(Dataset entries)
§ §

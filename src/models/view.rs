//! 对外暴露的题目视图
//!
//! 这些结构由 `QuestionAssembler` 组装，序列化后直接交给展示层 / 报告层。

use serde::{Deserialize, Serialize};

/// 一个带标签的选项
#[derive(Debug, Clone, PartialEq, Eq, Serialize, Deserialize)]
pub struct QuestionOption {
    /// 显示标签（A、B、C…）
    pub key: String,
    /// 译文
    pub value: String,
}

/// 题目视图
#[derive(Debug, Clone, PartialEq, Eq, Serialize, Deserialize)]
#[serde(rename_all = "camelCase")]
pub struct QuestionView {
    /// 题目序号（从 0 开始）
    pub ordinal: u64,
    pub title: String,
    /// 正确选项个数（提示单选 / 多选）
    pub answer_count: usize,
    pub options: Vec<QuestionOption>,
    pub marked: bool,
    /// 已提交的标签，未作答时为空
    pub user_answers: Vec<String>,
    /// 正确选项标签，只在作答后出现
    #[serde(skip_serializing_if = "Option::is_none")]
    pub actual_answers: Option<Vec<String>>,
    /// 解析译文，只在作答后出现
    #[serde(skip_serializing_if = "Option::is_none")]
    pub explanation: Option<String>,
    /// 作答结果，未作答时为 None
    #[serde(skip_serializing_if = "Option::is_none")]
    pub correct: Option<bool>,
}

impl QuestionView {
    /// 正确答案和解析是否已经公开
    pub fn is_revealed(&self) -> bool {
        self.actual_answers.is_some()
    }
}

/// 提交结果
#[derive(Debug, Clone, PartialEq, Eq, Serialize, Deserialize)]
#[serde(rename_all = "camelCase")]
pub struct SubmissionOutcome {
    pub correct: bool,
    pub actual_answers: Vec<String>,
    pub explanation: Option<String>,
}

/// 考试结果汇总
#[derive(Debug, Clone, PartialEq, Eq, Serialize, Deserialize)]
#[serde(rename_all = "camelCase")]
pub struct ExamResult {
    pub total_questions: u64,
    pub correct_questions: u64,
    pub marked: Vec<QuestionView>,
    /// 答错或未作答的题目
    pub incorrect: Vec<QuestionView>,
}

§ §

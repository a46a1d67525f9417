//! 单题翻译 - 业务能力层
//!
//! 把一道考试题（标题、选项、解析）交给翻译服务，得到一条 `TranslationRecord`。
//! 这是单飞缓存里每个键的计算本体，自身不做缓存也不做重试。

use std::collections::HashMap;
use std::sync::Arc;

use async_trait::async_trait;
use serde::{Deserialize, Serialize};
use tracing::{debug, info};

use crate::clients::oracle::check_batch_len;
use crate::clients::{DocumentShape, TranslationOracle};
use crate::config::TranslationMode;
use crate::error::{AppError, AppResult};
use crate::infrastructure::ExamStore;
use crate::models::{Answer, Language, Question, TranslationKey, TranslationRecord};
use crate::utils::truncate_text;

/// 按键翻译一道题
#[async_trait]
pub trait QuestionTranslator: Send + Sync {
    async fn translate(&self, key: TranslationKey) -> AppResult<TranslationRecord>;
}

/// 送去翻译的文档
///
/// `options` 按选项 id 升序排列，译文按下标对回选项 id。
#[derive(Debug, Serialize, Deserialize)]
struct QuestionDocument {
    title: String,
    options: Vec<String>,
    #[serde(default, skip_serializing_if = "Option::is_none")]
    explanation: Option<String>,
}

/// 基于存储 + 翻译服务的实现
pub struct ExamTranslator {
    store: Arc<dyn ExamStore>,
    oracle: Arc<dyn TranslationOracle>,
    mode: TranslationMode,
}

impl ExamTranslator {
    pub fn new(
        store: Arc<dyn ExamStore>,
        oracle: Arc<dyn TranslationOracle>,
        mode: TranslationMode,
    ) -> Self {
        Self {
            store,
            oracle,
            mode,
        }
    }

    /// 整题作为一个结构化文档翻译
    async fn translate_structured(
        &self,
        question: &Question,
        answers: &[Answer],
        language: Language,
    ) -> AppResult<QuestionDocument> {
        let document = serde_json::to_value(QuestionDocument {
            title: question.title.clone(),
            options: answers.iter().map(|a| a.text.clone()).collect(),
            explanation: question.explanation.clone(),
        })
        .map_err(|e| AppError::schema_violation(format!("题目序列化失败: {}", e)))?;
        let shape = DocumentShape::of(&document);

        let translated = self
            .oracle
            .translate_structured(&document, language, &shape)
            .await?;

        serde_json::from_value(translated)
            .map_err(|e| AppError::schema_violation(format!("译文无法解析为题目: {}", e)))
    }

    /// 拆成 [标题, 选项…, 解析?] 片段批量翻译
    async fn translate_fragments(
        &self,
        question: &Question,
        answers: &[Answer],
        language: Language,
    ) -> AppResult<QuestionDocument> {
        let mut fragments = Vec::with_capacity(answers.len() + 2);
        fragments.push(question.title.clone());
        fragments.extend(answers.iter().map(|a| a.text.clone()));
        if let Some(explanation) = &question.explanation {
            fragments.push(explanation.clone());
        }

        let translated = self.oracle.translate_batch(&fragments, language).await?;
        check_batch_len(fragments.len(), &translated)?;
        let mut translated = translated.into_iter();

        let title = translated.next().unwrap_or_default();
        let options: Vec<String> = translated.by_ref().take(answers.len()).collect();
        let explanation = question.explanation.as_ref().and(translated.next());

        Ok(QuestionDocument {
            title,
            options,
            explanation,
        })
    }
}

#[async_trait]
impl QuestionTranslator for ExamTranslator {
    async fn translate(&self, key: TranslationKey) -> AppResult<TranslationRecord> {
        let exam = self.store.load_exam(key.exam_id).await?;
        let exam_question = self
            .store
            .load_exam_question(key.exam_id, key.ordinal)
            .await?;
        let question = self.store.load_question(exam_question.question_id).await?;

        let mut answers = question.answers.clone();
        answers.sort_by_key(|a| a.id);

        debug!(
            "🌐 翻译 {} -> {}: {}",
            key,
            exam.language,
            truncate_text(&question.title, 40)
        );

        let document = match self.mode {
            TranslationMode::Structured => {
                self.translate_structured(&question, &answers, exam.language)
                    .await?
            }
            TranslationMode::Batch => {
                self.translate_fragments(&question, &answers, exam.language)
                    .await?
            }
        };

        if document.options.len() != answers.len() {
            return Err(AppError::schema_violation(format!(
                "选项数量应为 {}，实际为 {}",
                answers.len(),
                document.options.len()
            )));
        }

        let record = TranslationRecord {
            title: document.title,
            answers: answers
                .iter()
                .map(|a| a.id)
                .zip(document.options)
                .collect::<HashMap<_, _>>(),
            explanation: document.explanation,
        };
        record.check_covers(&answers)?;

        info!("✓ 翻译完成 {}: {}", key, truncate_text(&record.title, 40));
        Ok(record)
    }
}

§ §

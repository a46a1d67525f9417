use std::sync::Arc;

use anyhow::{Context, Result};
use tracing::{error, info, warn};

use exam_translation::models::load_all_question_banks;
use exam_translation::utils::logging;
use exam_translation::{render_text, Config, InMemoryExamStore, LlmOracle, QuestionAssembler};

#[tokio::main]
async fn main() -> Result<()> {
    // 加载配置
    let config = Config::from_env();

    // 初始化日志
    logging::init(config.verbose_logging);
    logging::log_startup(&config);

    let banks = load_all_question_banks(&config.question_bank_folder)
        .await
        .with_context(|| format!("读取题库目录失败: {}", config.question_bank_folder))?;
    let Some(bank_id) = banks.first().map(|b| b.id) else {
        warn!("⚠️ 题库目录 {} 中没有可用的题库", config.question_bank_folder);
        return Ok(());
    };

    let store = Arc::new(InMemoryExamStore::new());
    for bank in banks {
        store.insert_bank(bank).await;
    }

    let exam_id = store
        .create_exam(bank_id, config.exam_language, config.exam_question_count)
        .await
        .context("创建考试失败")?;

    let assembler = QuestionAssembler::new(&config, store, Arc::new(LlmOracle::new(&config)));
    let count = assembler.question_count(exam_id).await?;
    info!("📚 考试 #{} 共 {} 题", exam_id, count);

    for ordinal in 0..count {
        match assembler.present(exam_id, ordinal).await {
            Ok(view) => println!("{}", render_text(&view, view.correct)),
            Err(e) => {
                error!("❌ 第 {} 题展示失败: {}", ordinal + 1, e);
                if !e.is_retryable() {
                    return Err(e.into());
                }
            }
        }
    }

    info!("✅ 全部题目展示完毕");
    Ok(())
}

§ §

Pull every line with the string "TranslationKey" from the data above.

use crate::models::{Answer, Language, Question, TranslationKey, TranslationRecord};
    async fn translate(&self, key: TranslationKey) -> AppResult<TranslationRecord>;
    async fn translate(&self, key: TranslationKey) -> AppResult<TranslationRecord> {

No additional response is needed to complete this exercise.